(Your goal):
In the records below, find the lines that include "exactly" and copy each.

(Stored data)

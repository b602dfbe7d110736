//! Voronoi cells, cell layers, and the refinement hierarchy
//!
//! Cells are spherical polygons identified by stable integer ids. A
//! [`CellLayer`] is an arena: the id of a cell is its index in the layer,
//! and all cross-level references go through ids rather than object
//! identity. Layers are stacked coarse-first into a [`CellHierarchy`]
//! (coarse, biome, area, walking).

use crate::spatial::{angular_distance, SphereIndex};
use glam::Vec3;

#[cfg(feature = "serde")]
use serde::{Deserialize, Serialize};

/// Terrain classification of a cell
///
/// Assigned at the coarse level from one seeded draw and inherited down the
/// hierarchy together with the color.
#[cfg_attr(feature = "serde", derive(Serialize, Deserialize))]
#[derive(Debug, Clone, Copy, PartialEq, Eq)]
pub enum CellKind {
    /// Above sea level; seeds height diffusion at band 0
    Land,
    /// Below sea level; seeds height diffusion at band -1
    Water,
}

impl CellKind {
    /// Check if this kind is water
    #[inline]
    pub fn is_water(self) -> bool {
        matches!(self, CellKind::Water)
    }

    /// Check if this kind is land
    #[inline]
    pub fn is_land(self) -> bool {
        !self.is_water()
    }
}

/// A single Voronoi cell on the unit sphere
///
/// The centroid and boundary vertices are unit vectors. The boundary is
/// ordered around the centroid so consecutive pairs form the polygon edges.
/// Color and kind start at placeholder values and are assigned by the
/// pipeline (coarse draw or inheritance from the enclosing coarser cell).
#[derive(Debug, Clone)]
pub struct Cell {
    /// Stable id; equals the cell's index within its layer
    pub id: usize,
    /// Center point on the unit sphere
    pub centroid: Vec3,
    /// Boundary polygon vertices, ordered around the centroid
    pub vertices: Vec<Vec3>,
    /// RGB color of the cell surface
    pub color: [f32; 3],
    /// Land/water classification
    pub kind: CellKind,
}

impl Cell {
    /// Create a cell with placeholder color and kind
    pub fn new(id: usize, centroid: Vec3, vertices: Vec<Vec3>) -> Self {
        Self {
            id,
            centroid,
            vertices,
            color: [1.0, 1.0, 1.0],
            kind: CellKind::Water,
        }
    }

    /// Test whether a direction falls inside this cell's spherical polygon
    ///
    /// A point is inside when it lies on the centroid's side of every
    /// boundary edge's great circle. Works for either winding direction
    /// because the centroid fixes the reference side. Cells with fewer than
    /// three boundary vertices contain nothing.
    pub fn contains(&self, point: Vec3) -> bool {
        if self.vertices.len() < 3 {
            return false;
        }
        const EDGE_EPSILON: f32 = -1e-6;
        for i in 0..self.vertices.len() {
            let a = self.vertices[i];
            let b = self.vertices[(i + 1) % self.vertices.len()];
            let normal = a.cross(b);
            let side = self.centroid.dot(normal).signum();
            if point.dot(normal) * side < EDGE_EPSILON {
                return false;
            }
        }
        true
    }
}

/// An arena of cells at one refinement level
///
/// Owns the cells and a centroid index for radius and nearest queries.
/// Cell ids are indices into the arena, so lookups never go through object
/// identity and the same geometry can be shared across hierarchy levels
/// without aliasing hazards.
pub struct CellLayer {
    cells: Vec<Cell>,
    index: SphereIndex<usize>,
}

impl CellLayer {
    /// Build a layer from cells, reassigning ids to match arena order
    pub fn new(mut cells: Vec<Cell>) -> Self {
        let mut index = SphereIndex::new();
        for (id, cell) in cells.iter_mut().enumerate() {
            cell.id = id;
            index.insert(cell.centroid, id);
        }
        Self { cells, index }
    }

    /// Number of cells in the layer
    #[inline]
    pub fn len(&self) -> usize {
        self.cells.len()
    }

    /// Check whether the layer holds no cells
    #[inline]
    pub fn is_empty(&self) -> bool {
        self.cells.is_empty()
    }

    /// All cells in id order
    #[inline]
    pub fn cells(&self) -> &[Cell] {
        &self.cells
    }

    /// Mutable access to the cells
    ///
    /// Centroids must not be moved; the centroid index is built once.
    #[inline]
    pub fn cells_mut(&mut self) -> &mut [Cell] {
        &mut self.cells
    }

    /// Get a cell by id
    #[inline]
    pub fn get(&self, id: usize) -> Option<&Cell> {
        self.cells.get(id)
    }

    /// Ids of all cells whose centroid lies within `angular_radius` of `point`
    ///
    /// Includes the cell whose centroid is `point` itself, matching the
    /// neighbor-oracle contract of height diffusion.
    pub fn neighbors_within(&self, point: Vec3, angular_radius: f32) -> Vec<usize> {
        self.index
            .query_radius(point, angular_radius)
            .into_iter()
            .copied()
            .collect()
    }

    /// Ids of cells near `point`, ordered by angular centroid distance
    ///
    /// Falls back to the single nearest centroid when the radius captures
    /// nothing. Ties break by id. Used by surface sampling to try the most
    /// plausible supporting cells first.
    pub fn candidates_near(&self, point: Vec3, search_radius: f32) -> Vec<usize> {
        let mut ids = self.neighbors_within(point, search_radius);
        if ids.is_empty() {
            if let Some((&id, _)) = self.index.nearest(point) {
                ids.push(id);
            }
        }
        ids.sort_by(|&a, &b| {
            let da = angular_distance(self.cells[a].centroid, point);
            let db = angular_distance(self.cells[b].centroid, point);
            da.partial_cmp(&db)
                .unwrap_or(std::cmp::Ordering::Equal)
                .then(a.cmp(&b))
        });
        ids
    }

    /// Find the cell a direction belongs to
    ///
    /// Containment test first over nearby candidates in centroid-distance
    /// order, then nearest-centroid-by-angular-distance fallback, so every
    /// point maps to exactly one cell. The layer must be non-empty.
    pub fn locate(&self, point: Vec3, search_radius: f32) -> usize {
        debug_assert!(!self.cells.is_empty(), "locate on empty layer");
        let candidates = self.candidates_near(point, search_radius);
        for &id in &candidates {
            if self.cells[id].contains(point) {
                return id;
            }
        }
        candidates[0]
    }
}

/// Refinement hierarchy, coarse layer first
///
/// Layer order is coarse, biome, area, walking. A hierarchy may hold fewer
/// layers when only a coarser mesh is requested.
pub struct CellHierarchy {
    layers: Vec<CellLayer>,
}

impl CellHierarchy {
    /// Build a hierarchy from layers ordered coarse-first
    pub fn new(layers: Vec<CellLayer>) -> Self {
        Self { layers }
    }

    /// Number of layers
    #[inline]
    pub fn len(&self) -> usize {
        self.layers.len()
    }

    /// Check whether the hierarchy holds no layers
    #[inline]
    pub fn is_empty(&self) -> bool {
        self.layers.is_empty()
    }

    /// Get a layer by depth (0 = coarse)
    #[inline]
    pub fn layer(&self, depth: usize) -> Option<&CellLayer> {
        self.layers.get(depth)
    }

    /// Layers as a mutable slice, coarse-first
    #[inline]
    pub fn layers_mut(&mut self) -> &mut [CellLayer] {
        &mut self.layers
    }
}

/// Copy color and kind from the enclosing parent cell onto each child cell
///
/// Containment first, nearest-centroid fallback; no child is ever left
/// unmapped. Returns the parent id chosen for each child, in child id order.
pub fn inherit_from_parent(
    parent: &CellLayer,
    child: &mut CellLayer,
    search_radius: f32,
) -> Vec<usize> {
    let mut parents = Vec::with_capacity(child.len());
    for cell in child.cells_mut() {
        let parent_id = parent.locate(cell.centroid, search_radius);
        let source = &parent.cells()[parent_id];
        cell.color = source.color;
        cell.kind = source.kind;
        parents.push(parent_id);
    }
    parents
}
--
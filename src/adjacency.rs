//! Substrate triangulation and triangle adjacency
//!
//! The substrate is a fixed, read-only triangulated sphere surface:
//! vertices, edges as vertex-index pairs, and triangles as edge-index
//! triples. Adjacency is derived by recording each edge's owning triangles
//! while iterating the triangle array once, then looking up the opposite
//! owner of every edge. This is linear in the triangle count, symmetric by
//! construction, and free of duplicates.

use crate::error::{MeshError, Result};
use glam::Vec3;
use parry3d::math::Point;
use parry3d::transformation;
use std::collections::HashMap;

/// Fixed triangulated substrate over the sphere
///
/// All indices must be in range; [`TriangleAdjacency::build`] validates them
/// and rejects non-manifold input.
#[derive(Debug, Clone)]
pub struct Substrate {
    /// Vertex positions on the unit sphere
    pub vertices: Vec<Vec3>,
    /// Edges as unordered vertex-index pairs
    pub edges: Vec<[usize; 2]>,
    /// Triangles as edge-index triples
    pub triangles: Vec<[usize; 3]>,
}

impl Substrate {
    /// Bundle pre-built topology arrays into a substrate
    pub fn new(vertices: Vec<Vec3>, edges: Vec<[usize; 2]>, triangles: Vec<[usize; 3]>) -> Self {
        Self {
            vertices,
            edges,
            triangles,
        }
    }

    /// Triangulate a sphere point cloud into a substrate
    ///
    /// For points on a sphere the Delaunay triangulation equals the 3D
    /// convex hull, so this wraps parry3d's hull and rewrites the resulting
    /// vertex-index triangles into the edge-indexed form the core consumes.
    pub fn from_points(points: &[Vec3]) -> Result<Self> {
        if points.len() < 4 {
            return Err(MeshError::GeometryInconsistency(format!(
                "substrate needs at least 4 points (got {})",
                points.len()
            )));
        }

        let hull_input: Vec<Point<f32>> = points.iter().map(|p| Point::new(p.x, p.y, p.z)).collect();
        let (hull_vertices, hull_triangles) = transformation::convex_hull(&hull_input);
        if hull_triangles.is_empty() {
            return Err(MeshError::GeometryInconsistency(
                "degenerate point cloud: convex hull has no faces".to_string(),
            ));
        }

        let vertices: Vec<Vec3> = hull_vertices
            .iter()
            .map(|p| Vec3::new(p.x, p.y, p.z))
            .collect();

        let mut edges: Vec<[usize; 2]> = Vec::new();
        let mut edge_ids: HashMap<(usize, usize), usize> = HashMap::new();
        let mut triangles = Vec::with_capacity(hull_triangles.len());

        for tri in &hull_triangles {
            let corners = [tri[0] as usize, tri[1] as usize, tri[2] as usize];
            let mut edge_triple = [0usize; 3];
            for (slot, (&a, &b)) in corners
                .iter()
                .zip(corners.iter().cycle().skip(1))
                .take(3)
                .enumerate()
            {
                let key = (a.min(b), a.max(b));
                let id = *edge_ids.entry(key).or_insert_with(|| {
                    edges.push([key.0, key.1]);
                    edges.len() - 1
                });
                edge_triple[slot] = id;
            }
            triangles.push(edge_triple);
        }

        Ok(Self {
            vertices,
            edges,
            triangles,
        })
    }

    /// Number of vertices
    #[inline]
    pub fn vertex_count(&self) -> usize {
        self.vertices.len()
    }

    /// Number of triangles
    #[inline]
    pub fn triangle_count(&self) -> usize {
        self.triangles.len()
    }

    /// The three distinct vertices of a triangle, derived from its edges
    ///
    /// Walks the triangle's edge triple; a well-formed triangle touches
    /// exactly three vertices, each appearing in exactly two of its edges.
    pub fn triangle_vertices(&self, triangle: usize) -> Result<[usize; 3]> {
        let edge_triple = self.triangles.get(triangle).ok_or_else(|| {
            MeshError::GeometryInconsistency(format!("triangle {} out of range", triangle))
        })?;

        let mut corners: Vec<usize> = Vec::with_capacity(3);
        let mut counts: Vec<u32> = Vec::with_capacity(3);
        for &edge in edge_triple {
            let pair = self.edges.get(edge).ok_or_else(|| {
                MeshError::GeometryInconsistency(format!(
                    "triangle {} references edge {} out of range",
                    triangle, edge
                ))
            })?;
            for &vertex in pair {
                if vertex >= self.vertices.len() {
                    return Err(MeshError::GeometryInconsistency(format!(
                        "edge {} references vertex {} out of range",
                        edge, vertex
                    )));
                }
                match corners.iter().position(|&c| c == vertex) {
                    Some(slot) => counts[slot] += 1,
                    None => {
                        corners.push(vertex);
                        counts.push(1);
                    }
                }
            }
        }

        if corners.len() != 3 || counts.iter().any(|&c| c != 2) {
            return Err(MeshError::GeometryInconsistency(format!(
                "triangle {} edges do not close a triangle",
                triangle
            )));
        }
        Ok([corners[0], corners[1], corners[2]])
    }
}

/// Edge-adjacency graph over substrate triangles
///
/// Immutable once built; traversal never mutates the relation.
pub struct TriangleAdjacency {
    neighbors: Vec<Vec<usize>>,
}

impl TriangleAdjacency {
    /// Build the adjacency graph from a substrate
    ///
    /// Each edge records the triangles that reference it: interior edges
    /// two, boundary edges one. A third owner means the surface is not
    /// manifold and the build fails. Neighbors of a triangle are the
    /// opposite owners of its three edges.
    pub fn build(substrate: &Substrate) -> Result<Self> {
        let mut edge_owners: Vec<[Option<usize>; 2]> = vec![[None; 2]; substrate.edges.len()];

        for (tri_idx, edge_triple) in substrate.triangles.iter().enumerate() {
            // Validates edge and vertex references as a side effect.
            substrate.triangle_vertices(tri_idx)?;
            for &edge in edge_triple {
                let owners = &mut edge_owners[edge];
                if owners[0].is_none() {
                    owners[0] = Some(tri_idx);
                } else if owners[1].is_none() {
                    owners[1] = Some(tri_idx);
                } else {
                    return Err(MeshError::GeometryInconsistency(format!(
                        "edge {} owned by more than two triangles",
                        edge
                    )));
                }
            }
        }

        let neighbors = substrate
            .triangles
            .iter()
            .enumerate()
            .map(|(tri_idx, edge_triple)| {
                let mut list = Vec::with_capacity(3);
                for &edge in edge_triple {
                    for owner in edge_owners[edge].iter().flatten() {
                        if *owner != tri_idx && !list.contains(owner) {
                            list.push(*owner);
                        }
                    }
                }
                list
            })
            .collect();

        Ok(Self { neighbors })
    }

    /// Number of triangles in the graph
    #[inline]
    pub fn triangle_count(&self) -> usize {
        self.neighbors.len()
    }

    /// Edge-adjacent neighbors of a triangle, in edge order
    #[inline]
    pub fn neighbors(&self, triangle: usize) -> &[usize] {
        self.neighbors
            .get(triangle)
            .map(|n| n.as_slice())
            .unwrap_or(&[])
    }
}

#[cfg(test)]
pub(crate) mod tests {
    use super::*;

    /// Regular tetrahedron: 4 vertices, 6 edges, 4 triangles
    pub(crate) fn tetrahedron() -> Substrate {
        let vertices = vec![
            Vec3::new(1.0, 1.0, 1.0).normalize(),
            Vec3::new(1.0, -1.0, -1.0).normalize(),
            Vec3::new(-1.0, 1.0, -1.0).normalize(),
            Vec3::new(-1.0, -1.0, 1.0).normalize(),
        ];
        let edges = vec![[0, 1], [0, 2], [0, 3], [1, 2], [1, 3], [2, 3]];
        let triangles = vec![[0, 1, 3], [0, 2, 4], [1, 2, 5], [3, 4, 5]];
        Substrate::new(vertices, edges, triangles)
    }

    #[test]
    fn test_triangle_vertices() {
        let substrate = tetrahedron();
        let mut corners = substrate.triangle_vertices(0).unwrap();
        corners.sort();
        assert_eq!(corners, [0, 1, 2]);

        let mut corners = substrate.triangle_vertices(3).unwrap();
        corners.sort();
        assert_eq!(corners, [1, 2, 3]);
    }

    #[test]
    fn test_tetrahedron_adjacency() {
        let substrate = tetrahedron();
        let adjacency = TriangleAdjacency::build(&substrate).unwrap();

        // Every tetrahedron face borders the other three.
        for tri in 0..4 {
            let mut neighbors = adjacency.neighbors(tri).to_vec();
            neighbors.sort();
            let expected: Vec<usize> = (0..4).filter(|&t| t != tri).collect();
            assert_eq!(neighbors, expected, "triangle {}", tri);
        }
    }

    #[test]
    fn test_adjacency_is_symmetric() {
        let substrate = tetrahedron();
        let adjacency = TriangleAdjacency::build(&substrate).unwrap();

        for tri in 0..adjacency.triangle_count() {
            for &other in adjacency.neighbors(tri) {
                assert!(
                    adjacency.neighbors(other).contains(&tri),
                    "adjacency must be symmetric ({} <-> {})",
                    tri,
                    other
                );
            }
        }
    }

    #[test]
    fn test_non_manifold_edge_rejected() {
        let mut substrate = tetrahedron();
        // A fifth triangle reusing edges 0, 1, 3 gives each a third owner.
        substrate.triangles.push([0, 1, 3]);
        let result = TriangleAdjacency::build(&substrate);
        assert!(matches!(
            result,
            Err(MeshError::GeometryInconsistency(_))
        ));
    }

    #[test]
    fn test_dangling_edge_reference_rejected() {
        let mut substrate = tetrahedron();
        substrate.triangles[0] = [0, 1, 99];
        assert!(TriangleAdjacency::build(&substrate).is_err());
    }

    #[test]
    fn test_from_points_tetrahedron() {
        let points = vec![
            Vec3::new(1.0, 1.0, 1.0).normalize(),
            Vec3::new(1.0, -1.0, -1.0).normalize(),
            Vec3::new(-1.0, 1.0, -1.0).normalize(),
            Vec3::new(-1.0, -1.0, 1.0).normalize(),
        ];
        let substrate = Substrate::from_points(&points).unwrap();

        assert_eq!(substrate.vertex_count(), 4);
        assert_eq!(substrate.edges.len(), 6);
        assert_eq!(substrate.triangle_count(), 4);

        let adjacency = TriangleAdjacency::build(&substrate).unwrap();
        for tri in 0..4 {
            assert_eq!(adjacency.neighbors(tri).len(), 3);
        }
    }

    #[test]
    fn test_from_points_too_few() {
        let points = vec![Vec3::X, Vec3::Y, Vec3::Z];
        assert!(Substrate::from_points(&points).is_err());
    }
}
---
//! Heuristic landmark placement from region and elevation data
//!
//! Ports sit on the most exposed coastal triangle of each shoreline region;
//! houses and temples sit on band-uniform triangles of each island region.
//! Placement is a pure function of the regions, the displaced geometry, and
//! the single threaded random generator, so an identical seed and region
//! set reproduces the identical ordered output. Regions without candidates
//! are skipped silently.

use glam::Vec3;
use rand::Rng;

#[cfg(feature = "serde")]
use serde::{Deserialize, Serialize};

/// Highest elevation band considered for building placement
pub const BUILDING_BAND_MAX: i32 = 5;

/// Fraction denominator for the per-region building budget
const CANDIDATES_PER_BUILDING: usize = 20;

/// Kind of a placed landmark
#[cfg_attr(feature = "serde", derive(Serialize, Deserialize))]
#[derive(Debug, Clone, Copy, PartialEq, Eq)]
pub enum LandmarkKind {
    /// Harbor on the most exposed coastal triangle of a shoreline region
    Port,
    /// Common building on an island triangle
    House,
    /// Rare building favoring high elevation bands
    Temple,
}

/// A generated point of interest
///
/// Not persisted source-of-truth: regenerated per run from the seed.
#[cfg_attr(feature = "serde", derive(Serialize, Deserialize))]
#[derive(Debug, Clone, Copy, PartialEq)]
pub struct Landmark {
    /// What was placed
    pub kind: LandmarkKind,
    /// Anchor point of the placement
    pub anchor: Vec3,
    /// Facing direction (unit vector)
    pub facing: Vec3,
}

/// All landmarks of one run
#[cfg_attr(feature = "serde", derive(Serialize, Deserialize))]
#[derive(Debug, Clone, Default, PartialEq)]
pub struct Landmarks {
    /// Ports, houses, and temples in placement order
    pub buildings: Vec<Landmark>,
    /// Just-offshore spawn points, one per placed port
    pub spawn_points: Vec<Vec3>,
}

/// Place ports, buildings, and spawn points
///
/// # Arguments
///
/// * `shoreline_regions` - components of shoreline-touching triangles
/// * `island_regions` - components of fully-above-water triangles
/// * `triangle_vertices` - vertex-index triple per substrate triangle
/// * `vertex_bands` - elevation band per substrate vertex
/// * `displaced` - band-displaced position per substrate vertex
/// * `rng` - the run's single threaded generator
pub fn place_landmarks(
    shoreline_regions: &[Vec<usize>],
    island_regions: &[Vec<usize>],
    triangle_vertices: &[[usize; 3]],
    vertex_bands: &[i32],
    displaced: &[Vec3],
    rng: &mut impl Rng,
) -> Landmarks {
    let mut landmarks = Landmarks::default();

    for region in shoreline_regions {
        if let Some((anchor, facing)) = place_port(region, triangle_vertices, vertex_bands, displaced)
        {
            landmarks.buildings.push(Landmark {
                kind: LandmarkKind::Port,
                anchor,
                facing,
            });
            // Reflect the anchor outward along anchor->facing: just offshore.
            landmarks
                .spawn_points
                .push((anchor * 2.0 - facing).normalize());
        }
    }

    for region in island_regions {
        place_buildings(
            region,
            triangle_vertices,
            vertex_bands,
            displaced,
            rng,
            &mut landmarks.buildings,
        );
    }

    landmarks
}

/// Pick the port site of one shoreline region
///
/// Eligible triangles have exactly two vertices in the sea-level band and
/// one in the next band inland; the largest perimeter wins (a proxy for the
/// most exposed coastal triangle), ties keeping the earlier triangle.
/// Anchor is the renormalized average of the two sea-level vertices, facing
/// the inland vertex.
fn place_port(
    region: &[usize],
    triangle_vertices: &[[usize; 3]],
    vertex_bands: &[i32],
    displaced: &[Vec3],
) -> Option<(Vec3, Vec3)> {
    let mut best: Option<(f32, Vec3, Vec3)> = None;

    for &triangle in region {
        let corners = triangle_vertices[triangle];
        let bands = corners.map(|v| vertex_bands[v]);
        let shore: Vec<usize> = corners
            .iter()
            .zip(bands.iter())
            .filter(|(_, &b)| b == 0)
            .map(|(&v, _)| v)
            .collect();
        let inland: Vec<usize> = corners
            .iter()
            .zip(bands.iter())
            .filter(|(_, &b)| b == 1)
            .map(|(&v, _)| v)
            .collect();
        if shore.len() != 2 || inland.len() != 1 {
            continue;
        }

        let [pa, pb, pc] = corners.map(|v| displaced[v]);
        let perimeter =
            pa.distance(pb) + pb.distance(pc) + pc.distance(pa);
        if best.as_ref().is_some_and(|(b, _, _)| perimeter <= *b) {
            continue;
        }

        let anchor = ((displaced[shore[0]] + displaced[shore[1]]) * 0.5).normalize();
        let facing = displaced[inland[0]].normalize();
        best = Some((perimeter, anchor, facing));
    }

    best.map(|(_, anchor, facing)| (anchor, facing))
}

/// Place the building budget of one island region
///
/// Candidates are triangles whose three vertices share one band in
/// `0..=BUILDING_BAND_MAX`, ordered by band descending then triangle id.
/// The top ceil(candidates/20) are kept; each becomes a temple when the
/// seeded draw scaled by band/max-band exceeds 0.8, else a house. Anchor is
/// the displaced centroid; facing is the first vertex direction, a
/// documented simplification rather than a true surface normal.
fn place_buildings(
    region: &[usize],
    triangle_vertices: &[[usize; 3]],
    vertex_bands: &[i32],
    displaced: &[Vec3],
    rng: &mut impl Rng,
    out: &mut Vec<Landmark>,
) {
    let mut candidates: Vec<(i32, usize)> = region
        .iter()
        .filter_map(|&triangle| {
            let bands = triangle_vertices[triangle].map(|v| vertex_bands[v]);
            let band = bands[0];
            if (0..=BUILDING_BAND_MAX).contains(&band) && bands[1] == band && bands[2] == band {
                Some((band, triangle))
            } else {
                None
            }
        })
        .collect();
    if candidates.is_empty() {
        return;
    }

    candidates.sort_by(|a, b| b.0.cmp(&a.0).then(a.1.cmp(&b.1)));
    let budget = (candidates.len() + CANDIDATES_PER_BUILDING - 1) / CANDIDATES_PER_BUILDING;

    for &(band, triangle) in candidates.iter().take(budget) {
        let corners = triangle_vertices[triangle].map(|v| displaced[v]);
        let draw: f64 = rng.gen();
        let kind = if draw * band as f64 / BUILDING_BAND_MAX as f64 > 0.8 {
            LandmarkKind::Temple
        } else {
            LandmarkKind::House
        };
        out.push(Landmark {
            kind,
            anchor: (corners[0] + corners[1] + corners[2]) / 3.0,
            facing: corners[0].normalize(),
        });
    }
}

(Solved exercise):
    /// point maps to exactly one cell. The layer must be non-empty.
    /// exactly three vertices, each appearing in exactly two of its edges.
/// Eligible triangles have exactly two vertices in the sea-level band and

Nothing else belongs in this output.